At formal hearing, ALJ Rosenow determined that Claimant lacked credibility for a number of reasons, including Claimant’s filing of falsified tax returns, the existence of surveillance contradicting his sworn testimony, and Claimant’s withholding information to mislead his doctors. Because Claimant failed to “create any confidence in the accuracy of his testimony or even his motivation to at least attempt to tell the truth,” the ALJ denied benefits. The Benefits Review Board reversed this decision, holding that the ALJ failed to address whether Claimant had the presumption of compensability under Section 20(a).
On first remand, the ALJ again emphasized that Claimant was so dishonest and unreliable that any medical testimony that relied on Claimant’s subjective history of injury was not credible. The ALJ concluded that because the weight of Claimant’s medical evidence relied on his subjective history, that his medical evidence was insufficient to establish a prima facie case of harm. Therefore, the ALJ held that Claimant had not met his burden under Section 20(a).

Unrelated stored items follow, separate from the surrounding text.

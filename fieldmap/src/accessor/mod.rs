//! Accessors: how a mapper reaches a single named field on a carrier.
//!
//! A container is built around exactly one [`Accessor`]. Its variant fixes
//! the mapping direction: [`Accessor::ReadByKey`] copies carrier values into
//! records, [`Accessor::WriteByKey`] copies record fields into the carrier.

mod validate;

pub use validate::validate;

use std::fmt;
use std::sync::Arc;

use crate::carrier::{KeyedCarrier, KeyedSink};
use crate::errors::CarrierError;
use crate::plan::Direction;
use crate::value::Value;

/// The type of one key parameter an accessor takes besides the carrier.
#[derive(Debug, Clone, Copy, PartialEq, Eq, Hash)]
pub enum ParamType {
    /// A field name.
    Str,
    /// A positional column index.
    Ordinal,
    /// Anything else, described by name.
    Other(&'static str),
}

impl fmt::Display for ParamType {
    fn fmt(&self, f: &mut fmt::Formatter<'_>) -> fmt::Result {
        match self {
            Self::Str => f.write_str("&str"),
            Self::Ordinal => f.write_str("usize"),
            Self::Other(name) => f.write_str(name),
        }
    }
}

/// The key parameters an accessor declares.
#[derive(Debug, Clone, PartialEq, Eq, Hash)]
pub struct KeySignature {
    params: Vec<ParamType>,
}

impl KeySignature {
    /// Creates a signature from its key parameters.
    #[must_use]
    pub fn new(params: impl IntoIterator<Item = ParamType>) -> Self {
        Self {
            params: params.into_iter().collect(),
        }
    }

    /// The signature of a well-formed accessor: a single string key.
    #[must_use]
    pub fn keyed() -> Self {
        Self::new([ParamType::Str])
    }

    /// Returns the key parameters.
    #[must_use]
    pub fn params(&self) -> &[ParamType] {
        &self.params
    }
}

impl fmt::Display for KeySignature {
    fn fmt(&self, f: &mut fmt::Formatter<'_>) -> fmt::Result {
        f.write_str("(carrier")?;
        for param in &self.params {
            write!(f, ", {param}")?;
        }
        f.write_str(")")
    }
}

/// Reads one named field from a carrier.
///
/// Closures `Fn(&C, &str) -> Result<Value, CarrierError>` implement this
/// trait with the single-string-key signature.
pub trait ReadAccessor<C>: Send + Sync {
    /// Returns the key parameters this accessor takes.
    fn signature(&self) -> KeySignature {
        KeySignature::keyed()
    }

    /// Reads the value stored under `key`.
    fn read(&self, carrier: &C, key: &str) -> Result<Value, CarrierError>;
}

impl<C, F> ReadAccessor<C> for F
where
    F: Fn(&C, &str) -> Result<Value, CarrierError> + Send + Sync,
{
    fn read(&self, carrier: &C, key: &str) -> Result<Value, CarrierError> {
        self(carrier, key)
    }
}

/// Writes one named field into a carrier.
///
/// Closures `Fn(&mut C, &str, Value) -> Result<(), CarrierError>` implement
/// this trait with the single-string-key signature.
pub trait WriteAccessor<C>: Send + Sync {
    /// Returns the key parameters this accessor takes.
    fn signature(&self) -> KeySignature {
        KeySignature::keyed()
    }

    /// Writes `value` under `key`.
    fn write(&self, carrier: &mut C, key: &str, value: Value) -> Result<(), CarrierError>;
}

impl<C, F> WriteAccessor<C> for F
where
    F: Fn(&mut C, &str, Value) -> Result<(), CarrierError> + Send + Sync,
{
    fn write(&self, carrier: &mut C, key: &str, value: Value) -> Result<(), CarrierError> {
        self(carrier, key, value)
    }
}

/// The accessor a container is built around.
pub enum Accessor<C> {
    /// `(carrier, field) -> value`: maps carriers into records.
    ReadByKey(Arc<dyn ReadAccessor<C>>),
    /// `(carrier, field, value)`: maps records into carriers.
    WriteByKey(Arc<dyn WriteAccessor<C>>),
}

impl<C: 'static> Accessor<C> {
    /// Wraps a [`ReadAccessor`] implementation.
    pub fn read(accessor: impl ReadAccessor<C> + 'static) -> Self {
        Self::ReadByKey(Arc::new(accessor))
    }

    /// Wraps a [`WriteAccessor`] implementation.
    pub fn write(accessor: impl WriteAccessor<C> + 'static) -> Self {
        Self::WriteByKey(Arc::new(accessor))
    }

    /// Builds a read accessor from a closure.
    pub fn read_fn<F>(f: F) -> Self
    where
        F: Fn(&C, &str) -> Result<Value, CarrierError> + Send + Sync + 'static,
    {
        Self::read(f)
    }

    /// Builds a write accessor from a closure.
    pub fn write_fn<F>(f: F) -> Self
    where
        F: Fn(&mut C, &str, Value) -> Result<(), CarrierError> + Send + Sync + 'static,
    {
        Self::write(f)
    }
}

impl<C: KeyedCarrier + 'static> Accessor<C> {
    /// Reads through the carrier's own [`KeyedCarrier`] lookup.
    #[must_use]
    pub fn indexed() -> Self {
        Self::read_fn(|carrier: &C, key: &str| carrier.get_value(key))
    }
}

impl<C: KeyedSink + 'static> Accessor<C> {
    /// Writes through the carrier's own [`KeyedSink`] insertion.
    #[must_use]
    pub fn sink() -> Self {
        Self::write_fn(|carrier: &mut C, key: &str, value: Value| carrier.set_value(key, value))
    }
}

impl<C> Accessor<C> {
    /// Returns the mapping direction this accessor drives.
    #[must_use]
    pub const fn direction(&self) -> Direction {
        match self {
            Self::ReadByKey(_) => Direction::Read,
            Self::WriteByKey(_) => Direction::Write,
        }
    }

    /// Returns the key signature the accessor declares.
    #[must_use]
    pub fn signature(&self) -> KeySignature {
        match self {
            Self::ReadByKey(accessor) => accessor.signature(),
            Self::WriteByKey(accessor) => accessor.signature(),
        }
    }
}

impl<C> Clone for Accessor<C> {
    fn clone(&self) -> Self {
        match self {
            Self::ReadByKey(accessor) => Self::ReadByKey(Arc::clone(accessor)),
            Self::WriteByKey(accessor) => Self::WriteByKey(Arc::clone(accessor)),
        }
    }
}

impl<C> fmt::Debug for Accessor<C> {
    fn fmt(&self, f: &mut fmt::Formatter<'_>) -> fmt::Result {
        f.debug_struct("Accessor")
            .field("direction", &self.direction())
            .field("signature", &self.signature().to_string())
            .finish()
    }
}
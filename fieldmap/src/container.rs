//! The mapper container: one accessor, one cache of compiled mappers.

use std::any::TypeId;
use std::fmt;

use tracing::{debug, trace};

use crate::accessor::{validate, Accessor};
use crate::cache::{CacheStats, MapperCache};
use crate::config::ContainerConfig;
use crate::errors::MapperError;
use crate::observability::SynthesisTimer;
use crate::plan::{resolve, Direction};
use crate::record::Record;
use crate::registrar::{RecordCatalog, RecordType};
use crate::synth::{synthesize, CompiledMapper};

/// Hands out compiled mappers for carrier type `C`.
///
/// Mappers are synthesized on first use of a record type (or by batch
/// registration) and cached for the lifetime of the container. The container
/// is `Send + Sync` and is meant to be shared through `Arc`.
pub struct MapperContainer<C> {
    accessor: Accessor<C>,
    config: ContainerConfig,
    cache: MapperCache,
}

impl<C: 'static> MapperContainer<C> {
    /// Creates a container around `accessor` with the default config.
    pub fn new(accessor: Accessor<C>) -> Result<Self, MapperError> {
        Self::with_config(accessor, ContainerConfig::default())
    }

    /// Creates a container around `accessor`.
    ///
    /// Fails with [`MapperError::ContractViolation`] unless the accessor
    /// takes exactly one string key.
    pub fn with_config(accessor: Accessor<C>, config: ContainerConfig) -> Result<Self, MapperError> {
        validate(&accessor)?;

        debug!(
            container = %config.name,
            direction = %accessor.direction(),
            "Mapper container created"
        );

        Ok(Self {
            accessor,
            config,
            cache: MapperCache::new(),
        })
    }

    /// Returns the mapper for `R`, synthesizing it on first use.
    ///
    /// Every call for the same type returns the same mapper. A failed
    /// synthesis is returned and nothing is cached, so a later call retries.
    pub fn get_or_create<R: Record>(&self) -> Result<CompiledMapper<C, R>, MapperError> {
        let (mapper, created) = self.cache.get_or_try_insert_with(
            TypeId::of::<R>(),
            R::type_name(),
            || self.compile::<R>(),
        )?;

        if !created {
            trace!(container = %self.config.name, record = R::type_name(), "Mapper cache hit");
        }
        Ok(mapper)
    }

    /// Returns the mapper for `R` if one has been synthesized.
    pub fn try_get<R: Record>(&self) -> Option<CompiledMapper<C, R>> {
        self.cache.get(TypeId::of::<R>())
    }

    /// Synthesizes mappers for every listed type.
    ///
    /// Types already cached are left untouched. The first failure aborts the
    /// batch; types registered before it stay cached.
    pub fn register_all(&self, types: &[RecordType<C>]) -> Result<(), MapperError> {
        let mut synthesized = 0usize;
        for record_type in types {
            if record_type.register(self)? {
                synthesized += 1;
            }
        }

        debug!(
            container = %self.config.name,
            requested = types.len(),
            synthesized,
            "Record types registered"
        );
        Ok(())
    }

    /// Registers every catalog entry satisfying `predicate`.
    ///
    /// Returns how many types matched.
    pub fn register_matching<P>(
        &self,
        catalog: &RecordCatalog<C>,
        predicate: P,
    ) -> Result<usize, MapperError>
    where
        P: FnMut(&RecordType<C>) -> bool,
    {
        let types = catalog.matching(predicate);
        self.register_all(&types)?;
        Ok(types.len())
    }

    /// Entry point stored in [`RecordType`] handles.
    pub(crate) fn register_type<R: Record>(&self) -> Result<bool, MapperError> {
        let (_, created) = self.cache.get_or_try_insert_with::<CompiledMapper<C, R>, _>(
            TypeId::of::<R>(),
            R::type_name(),
            || self.compile::<R>(),
        )?;
        Ok(created)
    }

    fn compile<R: Record>(&self) -> Result<CompiledMapper<C, R>, MapperError> {
        let timer = SynthesisTimer::start(R::type_name());
        let direction = self.accessor.direction();
        let plan = resolve::<R>(direction);
        let mapper = synthesize(&plan, &self.accessor, self.config.empty_plan)?;

        if self.config.log_synthesis {
            debug!(
                container = %self.config.name,
                record = timer.record(),
                %direction,
                fields = plan.len(),
                duration_ms = timer.elapsed_ms(),
                "Mapper synthesized"
            );
        }
        Ok(mapper)
    }
}

impl<C> MapperContainer<C> {
    /// Returns true if a mapper for `R` is cached.
    pub fn contains<R: Record>(&self) -> bool {
        self.cache.contains(TypeId::of::<R>())
    }

    /// Returns the direction fixed by the accessor.
    #[must_use]
    pub const fn direction(&self) -> Direction {
        self.accessor.direction()
    }

    /// Returns the container config.
    #[must_use]
    pub const fn config(&self) -> &ContainerConfig {
        &self.config
    }

    /// Returns the number of cached mappers.
    #[must_use]
    pub fn len(&self) -> usize {
        self.cache.len()
    }

    /// Returns true if no mapper has been synthesized yet.
    #[must_use]
    pub fn is_empty(&self) -> bool {
        self.cache.is_empty()
    }

    /// Returns a snapshot of cache activity.
    #[must_use]
    pub fn stats(&self) -> CacheStats {
        self.cache.stats()
    }
}

impl<C> fmt::Debug for MapperContainer<C> {
    fn fmt(&self, f: &mut fmt::Formatter<'_>) -> fmt::Result {
        f.debug_struct("MapperContainer")
            .field("name", &self.config.name)
            .field("accessor", &self.accessor)
            .field("cache", &self.cache)
            .finish()
    }
}

#[cfg(test)]
mod tests {
    use super::*;
    use crate::accessor::{KeySignature, ParamType, ReadAccessor};
    use crate::config::EmptyPlanPolicy;
    use crate::errors::CarrierError;
    use crate::testing::fixtures::{poco_row, Counters, Empty, Poco, Row};
    use crate::value::Value;
    use pretty_assertions::assert_eq;

    struct Ordinal;

    impl ReadAccessor<Row> for Ordinal {
        fn signature(&self) -> KeySignature {
            KeySignature::new([ParamType::Ordinal])
        }

        fn read(&self, _carrier: &Row, _key: &str) -> Result<Value, CarrierError> {
            Ok(Value::Null)
        }
    }

    fn reader() -> MapperContainer<Row> {
        MapperContainer::new(Accessor::indexed()).unwrap()
    }

    #[test]
    fn test_invalid_accessor_is_rejected() {
        let err = MapperContainer::<Row>::new(Accessor::read(Ordinal)).unwrap_err();
        assert!(matches!(err, MapperError::ContractViolation(_)));
    }

    #[test]
    fn test_get_or_create_returns_same_mapper() {
        let container = reader();
        let first = container.get_or_create::<Poco>().unwrap();
        let second = container.get_or_create::<Poco>().unwrap();

        assert!(first.ptr_eq(&second));
        assert_eq!(container.len(), 1);
        assert_eq!(container.stats().syntheses, 1);
    }

    #[test]
    fn test_mapper_reads_row() {
        let (row, expected) = poco_row();
        let mapper = reader().get_or_create::<Poco>().unwrap();
        assert_eq!(mapper.read_new(&row).unwrap(), expected);
    }

    #[test]
    fn test_try_get_does_not_create() {
        let container = reader();
        assert!(container.try_get::<Poco>().is_none());
        assert!(!container.contains::<Poco>());
        assert!(container.is_empty());

        container.get_or_create::<Poco>().unwrap();

        assert!(container.try_get::<Poco>().is_some());
        assert!(container.contains::<Poco>());
    }

    #[test]
    fn test_empty_plan_policy() {
        let container = reader();
        let mapper = container.get_or_create::<Empty>().unwrap();
        assert!(mapper.is_noop());

        let strict = MapperContainer::<Row>::with_config(
            Accessor::indexed(),
            ContainerConfig::new().with_empty_plan(EmptyPlanPolicy::Reject),
        )
        .unwrap();
        let err = strict.get_or_create::<Empty>().unwrap_err();
        assert_eq!(err.code(), "MAPPER-002-SYNTHESIS");
        assert!(!strict.contains::<Empty>());
    }

    #[test]
    fn test_register_all_skips_cached_types() {
        let container = reader();
        let before = container.get_or_create::<Poco>().unwrap();

        container
            .register_all(&[RecordType::of::<Poco>(), RecordType::of::<Counters>()])
            .unwrap();

        assert!(container.contains::<Counters>());
        assert!(container.try_get::<Poco>().unwrap().ptr_eq(&before));
        assert_eq!(container.stats().syntheses, 2);
    }

    #[test]
    fn test_register_all_stops_at_first_failure() {
        let container = MapperContainer::<Row>::with_config(
            Accessor::indexed(),
            ContainerConfig::new().with_empty_plan(EmptyPlanPolicy::Reject),
        )
        .unwrap();

        let result = container.register_all(&[
            RecordType::of::<Poco>(),
            RecordType::of::<Empty>(),
            RecordType::of::<Counters>(),
        ]);

        assert!(matches!(result, Err(MapperError::Synthesis(_))));
        assert!(container.contains::<Poco>());
        assert!(!container.contains::<Empty>());
        assert!(!container.contains::<Counters>());
    }

    #[test]
    fn test_register_matching() {
        let catalog = RecordCatalog::new()
            .with::<Poco>()
            .with::<Counters>()
            .with::<Empty>();
        let container = reader();

        let count = container
            .register_matching(&catalog, |record_type| record_type.short_name() != "Empty")
            .unwrap();

        assert_eq!(count, 2);
        assert!(container.contains::<Poco>());
        assert!(container.contains::<Counters>());
        assert!(!container.contains::<Empty>());
    }

    #[test]
    fn test_accessors() {
        let container = MapperContainer::<Row>::with_config(
            Accessor::sink(),
            ContainerConfig::new().with_name("sink"),
        )
        .unwrap();

        assert_eq!(container.direction(), Direction::Write);
        assert_eq!(container.config().name, "sink");
    }
}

In its second opinion, the BRB again reversed. The BRB held that not only had Claimant met the Section 20(a) presumption, but went further in its analysis, holding that the Employer failed to present any evidence to rebut the presumption. The BRB remanded strictly for the purpose of determining Claimant’s average weekly wage. In a dissent, Judge Boggs agreed that Claimant had met his burden under Section 20(a), but indicated that the proper procedural action was to remand to the ALJ for determination of whether the employer presented substantial evidence to rebut the Section 20(a) presumption. On second remand, parties agreed to an AWW, and the BRB affirmed, extending a final and appealable order pursuant to Section 21(c).
The Fifth Circuit reversed the BRB and ordered reinstatement of ALJ Rosenow’s order on first remand. The Fifth Circuit confirmed that credibility can be taken into account in the first step of the 20(a) presumption analysis. The ALJ and not the BRB must weigh the evidence, and ALJ Rosenow had determined that the medical records in Claimant’s favor were based solely on his subjective complaints. Because Claimant had no credibility, the medical causation opinions also lacked credibility. Claimant therefore failed to demonstrate that he suffered a harm and could not meet the requirements under Section 20(a) as to his neck and low back. However, the Fifth Circuit affirmed the BRB’s determination that the ALJ’s denial of Claimant’s missing tooth was irrational and unsupported by substantial evidence.